**Exercise**:
From the line containing "pub enum OutputFormat" down to the last line of the material, return those lines verbatim and only those.
———
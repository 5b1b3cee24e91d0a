//! kstyle CLI tool.
//!
//! Usage:
//! ```bash
//! kstyle check [OPTIONS] [PATH]
//! kstyle check --fix [PATH]
//! kstyle list-rules
//! kstyle init
//! ```

use anyhow::Result;
use clap::{Parser, Subcommand};
use std::path::PathBuf;
use tracing_subscriber::EnvFilter;

mod commands;
mod config_resolver;

/// Structural indentation linter and fixer for Kotlin sources
#[derive(Parser)]
#[command(name = "kstyle")]
#[command(author, version, about, long_about = None)]
struct Cli {
    /// Enable verbose output
    #[arg(short, long, global = true)]
    verbose: bool,

    /// Path to configuration file
    #[arg(short, long, global = true, env = "KSTYLE_CONFIG")]
    config: Option<PathBuf>,

    #[command(subcommand)]
    command: Commands,
}

#[derive(Subcommand)]
enum Commands {
    /// Check (and optionally fix) indentation
    Check {
        /// File or directory to analyze (default: current directory)
        #[arg(default_value = ".")]
        path: PathBuf,

        /// Rewrite files with corrected indentation
        #[arg(long)]
        fix: bool,

        /// Output format
        #[arg(short, long, default_value = "text")]
        format: OutputFormat,

        /// Exclude patterns (can be specified multiple times)
        #[arg(short, long)]
        exclude: Vec<String>,
    },

    /// List available rules and their options
    ListRules,

    /// Initialize configuration file
    Init {
        /// Overwrite existing config
        #[arg(long)]
        force: bool,
    },
}

/// Output format for lint results.
#[derive(Clone, Copy, Debug, Default, clap::ValueEnum)]
pub enum OutputFormat {
    /// Human-readable text output.
    #[default]
    Text,
    /// JSON output.
    Json,
    /// One-line-per-violation compact format.
    Compact,
    /// Source snippets rendered with miette.
    Pretty,
}

fn main() -> Result<()> {
    let cli = Cli::parse();

    let filter = if cli.verbose {
        EnvFilter::new("debug")
    } else {
        EnvFilter::new("info")
    };

    tracing_subscriber::fmt()
        .with_env_filter(filter)
        .with_target(false)
        .with_writer(std::io::stderr)
        .init();

    match cli.command {
        Commands::Check {
            path,
            fix,
            format,
            exclude,
        } => {
            let source = config_resolver::resolve(&path, cli.config.as_deref());
            let clean = commands::check::run(&path, fix, format, exclude, &source)?;
            if !clean {
                std::process::exit(1);
            }
            Ok(())
        }
        Commands::ListRules => {
            let source = config_resolver::resolve(std::path::Path::new("."), cli.config.as_deref());
            commands::list_rules::run(&source)
        }
        Commands::Init { force } => commands::init::run(force),
    }
}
———
**Solution to this exercise**:
pub enum OutputFormat {
    /// Human-readable text output.
    #[default]
    Text,
    /// JSON output.
    Json,
    /// One-line-per-violation compact format.
    Compact,
    /// Source snippets rendered with miette.
    Pretty,
}

fn main() -> Result<()> {
    let cli = Cli::parse();

    let filter = if cli.verbose {
        EnvFilter::new("debug")
    } else {
        EnvFilter::new("info")
    };

    tracing_subscriber::fmt()
        .with_env_filter(filter)
        .with_target(false)
        .with_writer(std::io::stderr)
        .init();

    match cli.command {
        Commands::Check {
            path,
            fix,
            format,
            exclude,
        } => {
            let source = config_resolver::resolve(&path, cli.config.as_deref());
            let clean = commands::check::run(&path, fix, format, exclude, &source)?;
            if !clean {
                std::process::exit(1);
            }
            Ok(())
        }
        Commands::ListRules => {
            let source = config_resolver::resolve(std::path::Path::new("."), cli.config.as_deref());
            commands::list_rules::run(&source)
        }
        Commands::Init { force } => commands::init::run(force),
    }
}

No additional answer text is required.